The report of the shot was deafening in the small hallway. Sheetrock exploded on the wall to the right, sending a cloud of chalky dust into the air. Silas rushed Ester
, but not before she fired again. She was already swinging the gun back in his and TJ’s direction when it went off.
He grabbed the woman’s arm, heard her cry out as he wrenched it hard enough to take the gun from her bony fingers. She attacked him with her hands, flying at him. For her age, she was much stronger than he’d expected. With the gun still in his hand it was hard to wrestle her into compliance. He finally shoved her face-first into the wall and held her there as he pocketed the gun.
He realized he hadn’t heard a sound out of TJ. Turning to look, at first all he saw was the open basement door. Past it was a bare foot, the high heel shoe she’d been wearing lying next to it.
“TJ?”
No answer.
He fought to move the struggling Ester along the wall so he could see TJ. Reaching the door, he slammed it closed. Sitting in the hallway staring was the woman he’d fallen in love with even before he’d met her. She had a hand over her side, blood leaking from between her fingers.
“TJ!” he cried, giving up on trying to hold Ester. He opened the basement door and put her down on the first step before closing the door and locking it. Then he dropped beside TJ and tried to call 911 at the same time as he worked to stanch the bleeding. “You’re going to be all right,” he kept saying, praying it would be true. “You’re going to be all right.”

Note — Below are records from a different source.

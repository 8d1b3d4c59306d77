//! Surrogate identifier generation.
//!
//! Two strategies: fresh random UUIDs (the default, one per row, new on every
//! run) and stable UUIDs derived from a schema's natural key, so re-importing
//! the same source yields the same identifiers.

use std::collections::HashSet;
use std::fmt;
use std::str::FromStr;

use registry_catalog::EntitySchema;
use uuid::Uuid;

use crate::error::{ImportError, RecordErrorCause};
use crate::mapper::SourceRecord;

/// Namespace for stable identifiers. Changing it changes every derived id.
pub const STABLE_ID_NAMESPACE: Uuid = Uuid::from_u128(0x6f1c_2a4e_93d7_4b0a_8e55_1d2c_7b9f_3a60);

/// Separates natural key parts so `("ab", "c")` and `("a", "bc")` differ.
const KEY_SEPARATOR: char = '\u{1f}';

/// Produces the value of the `id` column for one row.
pub trait IdGenerator {
    fn next_id(
        &mut self,
        record: &SourceRecord<'_>,
        schema: &EntitySchema,
    ) -> Result<String, RecordErrorCause>;
}

/// How identifiers are produced for a run.
#[derive(Debug, Clone, Copy, Default, PartialEq, Eq)]
pub enum IdMode {
    #[default]
    Random,
    Stable,
}

impl IdMode {
    pub fn as_str(&self) -> &'static str {
        match self {
            Self::Random => "random",
            Self::Stable => "stable",
        }
    }

    /// Build the generator for `schema`, checking the mode can work with it.
    pub fn generator(&self, schema: &EntitySchema) -> Result<Box<dyn IdGenerator>, ImportError> {
        match self {
            Self::Random => Ok(Box::new(RandomIds::default())),
            Self::Stable if schema.generate_id && schema.natural_key.is_empty() => {
                Err(ImportError::config(format!(
                    "stable ids need a natural key, and the schema for {} declares none",
                    schema.table
                )))
            }
            Self::Stable => Ok(Box::new(StableIds::default())),
        }
    }
}

impl fmt::Display for IdMode {
    fn fmt(&self, f: &mut fmt::Formatter<'_>) -> fmt::Result {
        f.write_str(self.as_str())
    }
}

impl FromStr for IdMode {
    type Err = String;

    fn from_str(s: &str) -> Result<Self, Self::Err> {
        match s.to_ascii_lowercase().as_str() {
            "random" => Ok(Self::Random),
            "stable" => Ok(Self::Stable),
            other => Err(format!("unknown id mode '{other}' (expected random or stable)")),
        }
    }
}

/// Identifiers already handed out during this run.
#[derive(Debug, Default)]
struct Issued(HashSet<Uuid>);

impl Issued {
    fn claim(&mut self, id: Uuid) -> Result<String, RecordErrorCause> {
        let text = id.hyphenated().to_string();
        if self.0.insert(id) {
            Ok(text)
        } else {
            Err(RecordErrorCause::DuplicateId(text))
        }
    }
}

/// Random version 4 UUIDs.
#[derive(Debug, Default)]
pub struct RandomIds {
    issued: Issued,
}

impl IdGenerator for RandomIds {
    fn next_id(
        &mut self,
        _record: &SourceRecord<'_>,
        _schema: &EntitySchema,
    ) -> Result<String, RecordErrorCause> {
        self.issued.claim(Uuid::new_v4())
    }
}

/// Version 5 UUIDs over the table name and the row's natural key.
///
/// Two rows with the same natural key collide, which surfaces as
/// [`RecordErrorCause::DuplicateId`].
#[derive(Debug, Default)]
pub struct StableIds {
    issued: Issued,
}

impl StableIds {
    /// The identifier a row with these natural key values receives.
    pub fn derive(table: &str, key_values: &[&str]) -> Uuid {
        let mut name = String::from(table);
        for value in key_values {
            name.push(KEY_SEPARATOR);
            name.push_str(value);
        }
        Uuid::new_v5(&STABLE_ID_NAMESPACE, name.as_bytes())
    }
}

impl IdGenerator for StableIds {
    fn next_id(
        &mut self,
        record: &SourceRecord<'_>,
        schema: &EntitySchema,
    ) -> Result<String, RecordErrorCause> {
        let values: Vec<&str> = schema
            .natural_key
            .iter()
            .map(|field| record.get(field).unwrap_or(""))
            .collect();
        if values.iter().all(|v| v.is_empty()) {
            return Err(RecordErrorCause::EmptyNaturalKey {
                fields: schema.natural_key.clone(),
            });
        }
        self.issued.claim(Self::derive(&schema.table, &values))
    }
}

#[cfg(test)]
#[path = "tests/ids_tests.rs"]
mod tests;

He held her as the sound of sirens filled the air.
Chapter Twenty-One
TJ remembered little after she was shot other than being in Silas’s arms and then holding his hand in the ambulance. It had all seemed like a bad dream. Or an ending to one of her books. The scream of the sirens. The blood. The feeling that it was over and yet not knowing if everyone would get out alive.
She vaguely remembered seeing her sisters as she was being wheeled down to surgery. They were both crying. Chloe telling her not to die. Annabelle saying something about Christmas. And Silas standing at the end of the hall, his face a mask of pain and worry. The rest was a blur of dreams and waking up in the middle of the night to see a nurse bending over her.